I do agree that people have pride associated with their work, but I think this needs more rigorous testing. Anecdotally, I value everything I make with IKEA much less because I have no pride in my mechanical skills.
You have to compare IKEA furniture to other DIY assemble furniture. Some manufacturers are catching up but IKEA's instructions are super simple to follow and are correct.
I've had multiple pieces of DIY furniture where there were obvious errors and you could tell instructions were translated, sometimes very poorly.
Personal attacks will get your account banned. It's seriously not ok to comment like this here, and we've warned you repeatedly, so surely you know this?
With IKEA, at least I, don't value my efforts, but the savings compared to having to pay someone for a perceived(!) zero-skill job, while still getting the same product.
For me it's the over-embellishment of the general trend of transitioning things over from the production and retail to the consumer, charging only marginally less to beat the competition, while reaping in the profit, while marketing the whole thing as empowerment.
The build and material quality of an IKEA furniture is almost never anywhere near a well made furniture, it's only big plus is in being affordable due to economies of scale and low transport and storage costs.
Recently IKEA seems to get just outright greedy. Their material quality and thickness went from solid to barely tolerable in the last 10 years. For me they are at a borderline point of becoming disposable furniture, where it makes no sense to disassemble to move furniture even in your own house due to the one-time only quality of the connections.
Peddling in an urban or more relevantly marketing myth, doesn't even help either:
«The key marketing innovation that Dichter’s analysis spurred was not the fresh-egg cake mix, but rather the repositioning of cakes as merely one element of a larger product, an overall creation that entailed a much greater degree of participation and creativity from homemakers and emphasized appearance[!] over taste»[1]
It's a trick! You get a less tasty product, a mere product transitioned into an outlet of ego. I you're not only into marketing, but also want a good product it's important to be aware of that deceptive effect.
Maybe I'm a snob but I begrudgingly buy IKEA products, view assembling them as tedium in which I gain 0 improvement in a translatable skill and despise the sight of their borderline cardboard junkiness until the day I can replace them and send them off with some stranger.

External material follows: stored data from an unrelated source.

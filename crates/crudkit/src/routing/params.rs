//! Typed path parameters consumed by the [`RouteBuilder`](super::RouteBuilder).

/// A single typed URL parameter.
///
/// A call carries an ordered list of these. The route builder reads each
/// kind once: the first `Id` and the first `Method` win, every `Query` and
/// `Child` is applied in order.
#[derive(Debug, Clone, PartialEq, Eq)]
pub enum PathParam {
    /// Positional ids substituted into `{0}`, `{1}`, … in order.
    Id(Vec<String>),
    /// A `key=value` query pair.
    Query { key: String, value: String },
    /// Replaces the `{ver}` placeholder.
    Version(String),
    /// A suffix appended verbatim to the path (e.g. `:generateContent`).
    Method(String),
    /// An extra path segment appended after the template.
    Child(String),
}

impl PathParam {
    /// A single positional id.
    pub fn id(id: impl Into<String>) -> Self {
        PathParam::Id(vec![id.into()])
    }

    /// Several positional ids, in placeholder order.
    pub fn ids<I, S>(ids: I) -> Self
    where
        I: IntoIterator<Item = S>,
        S: Into<String>,
    {
        PathParam::Id(ids.into_iter().map(Into::into).collect())
    }

    pub fn query(key: impl Into<String>, value: impl ToString) -> Self {
        PathParam::Query {
            key: key.into(),
            value: value.to_string(),
        }
    }

    pub fn version(version: impl Into<String>) -> Self {
        PathParam::Version(version.into())
    }

    pub fn method(suffix: impl Into<String>) -> Self {
        PathParam::Method(suffix.into())
    }

    pub fn child(segment: impl Into<String>) -> Self {
        PathParam::Child(segment.into())
    }

    /// Short kind label used in log messages.
    pub fn kind(&self) -> &'static str {
        match self {
            PathParam::Id(_) => "id",
            PathParam::Query { .. } => "query",
            PathParam::Version(_) => "version",
            PathParam::Method(_) => "method",
            PathParam::Child(_) => "child",
        }
    }

    pub fn is_version(&self) -> bool {
        matches!(self, PathParam::Version(_))
    }
}

/// Extension helpers for a `Vec<PathParam>`.
pub trait PathParamVecExt {
    /// Number of `Version` params in the list.
    fn version_count(&self) -> usize;
    /// Remove every `Query` param with the given key.
    fn remove_query(&mut self, key: &str);
}

impl PathParamVecExt for Vec<PathParam> {
    fn version_count(&self) -> usize {
        self.iter().filter(|p| p.is_version()).count()
    }

    fn remove_query(&mut self, key: &str) {
        self.retain(|p| !matches!(p, PathParam::Query { key: k, .. } if k == key));
    }
}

edit: On the flip side, IKEA actually sells some really nice pulls and handles for a price far below what I've seen anywhere else.
that plot of "the sweet spot of getting to the ikea effect" is a mediocre visualazation... it implicitly puts "contribution" and "value" on the same axis with no way to decouple them.
my biggest question that isn't answered is "how do you define contribution?". It's not a lot of work (because that's effort), and it's not how much it's worth in the end (because that's value). So... what quantity are we talking about, exactly.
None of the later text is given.